Galidesivir tightly binds to RdRP and is used as a polymerase inhibitor (Elfiky, A.A., 2020).
Remdesivir is a broad spectrum anti-viral developed against Ebola virus and is being tried as an anti-replicase.
Ribavirin is an anti-polymerase drug which binds tightly to RdRP (Elfiky, A.A., 2020).

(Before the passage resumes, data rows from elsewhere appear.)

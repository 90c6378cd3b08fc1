use std::path::Path;
use std::sync::{PoisonError, RwLock, RwLockReadGuard, RwLockWriteGuard};

use diesel::prelude::*;
use lazy_static::lazy_static;
use log::debug;
use thiserror::Error;

pub type DbConnection = SqliteConnection;

/// URL SQLite treats as a private, in-memory database.
pub const IN_MEMORY: &str = ":memory:";

#[derive(Clone, Error, Debug, PartialEq)]
pub enum DbError {
    #[error("Could not connect to '{}'. Root cause: {}.", url, cause)]
    Connection { url: String, cause: String },

    #[error("There was a schema error on table '{}'. Root cause: {}.", table, cause)]
    Schema { table: String, cause: String },

    #[error("'{}' cannot be used as a table name.", name)]
    InvalidTableName { name: String },

    #[error("There is no book with ordinal {}.", ordinal)]
    UnknownBook { ordinal: i32 },

    #[error("'{}' is not a valid Bible reference.", reference)]
    InvalidReference { reference: String },

    #[error("Verse range {}-{} is invalid; the start must come before the end.", start, end)]
    InvalidRange { start: i32, end: i32 },

    #[error("'{}' was not found.", book)]
    BookNotFound { book: String },

    #[error("'{}' was not found.", reference)]
    VerseNotFound { reference: String },

    #[error("Could not read verses from '{}'. Root cause: {}.", path, cause)]
    Source { path: String, cause: String },

    #[error("There was a database error. Root cause: {:?}.", cause)]
    Other { cause: String },
}

impl DbError {
    /// Whether the request was well formed but names something absent from
    /// the corpus, as opposed to a parse or storage failure.
    pub fn is_not_found(&self) -> bool {
        matches!(
            self,
            DbError::VerseNotFound { .. } | DbError::BookNotFound { .. }
        )
    }
}

lazy_static! {
    /// Single-writer discipline for the store: ingestion holds the write side
    /// for a whole batch, queries hold the read side.
    static ref STORE_LOCK: RwLock<()> = RwLock::new(());
}

pub(crate) fn read_lock() -> RwLockReadGuard<'static, ()> {
    STORE_LOCK.read().unwrap_or_else(PoisonError::into_inner)
}

pub(crate) fn write_lock() -> RwLockWriteGuard<'static, ()> {
    STORE_LOCK.write().unwrap_or_else(PoisonError::into_inner)
}

/// Establishes a non-pooled SQLite connection, creating the file if needed.
///
/// The connection is closed when it is dropped.
pub fn establish_connection(db_url: &str) -> Result<DbConnection, DbError> {
    debug!("Connecting to {}", db_url);
    SqliteConnection::establish(db_url).map_err(|e| DbError::Connection {
        url: db_url.to_string(),
        cause: e.to_string(),
    })
}

/// Establishes a connection to a store that must already exist.
pub fn open_existing(db_url: &str) -> Result<DbConnection, DbError> {
    if db_url != IN_MEMORY && !Path::new(db_url).is_file() {
        return Err(DbError::Connection {
            url: db_url.to_string(),
            cause: "no such database file".to_string(),
        });
    }
    establish_connection(db_url)
}

pub mod books;
pub mod convert;
pub mod ingest;
pub mod models;
mod schema;
mod sword_drill;
pub mod table_name;
#[cfg(test)]
mod test;

pub use sword_drill::{BibleDatabase, SwordDrill, SwordDrillable};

Sofosbuvir is an anti-HCV drug which targets RdRP (Elfiky, A.A., 2020).
The ORF3a protein expressed by SARS-CoV-2 has 72% sequence homology with SARS-CoV ORF3a. In SARS-CoV, the ORF3a protein activates NF-κB and the NLRP3 inflammasome by inducing TRAF3-dependent ubiquitination of p105 and ASC (Kam-Leung Siu, 2019). There is evidence that the SARS-CoV-2 virus is less effective in activating the NLRP3 inflammasome and in suppressing the antiviral response when compared to SARS-CoV. More studies are needed to fully understand how the SARS-CoV-2 ORF3a protein influences the immune and inflammatory response as it pertains to COVID-19 disease progression (Yuen, 2020; Zeng, 2004).
Tranilast inhibits activation of the NLRP3 inflammasome pathway, which is activated by ORF3a.
The coronavirus helicase protein (nsp13) is conserved among coronavirus species, in contrast to structural proteins (e.g. spike) that show high sequence variability. Given the 70-80% sequence similarity of helicases among MERS, SARS, and SARS-CoV-2, and the effectiveness of drugs targeting protease and polymerase enzymes of MERS and SARS (Indinavir, Remdesivir), the helicase protein is therefore an attractive potential target for COVID-19 therapy.
Helicase enzymes are motor proteins that use energy derived from ATP hydrolysis (Briguglio I, 2010). Nsp13 helicase has been demonstrated to catalyze NTP-dependent unwinding of duplex oligonucleotides (RNA or DNA) into single strands, a step that is required for viral replication (Jia Z, 2019; Singleton MR, 2007).
Helicase inhibitors can have the following mechanisms of action:
In silico studies on MERS and SARS-CoV have shown helicase domain 1A to have a direct effect on unwinding (Mirza MU, 2020). Small compounds that have the potential to inhibit ATP binding or direct NTPase activity include benzotriazole, imidazole, imidazodiazepine, phenothiazine, quinoline, anthracycline, triphenylmethane, tropolone, pyrrole, acridone, small peptide, and bananin derivatives (Briguglio I, 2010). Such compounds have been demonstrated to inhibit ATPase activity, leading to inhibition of viral replication in vitro, and may prove to be of benefit in vivo.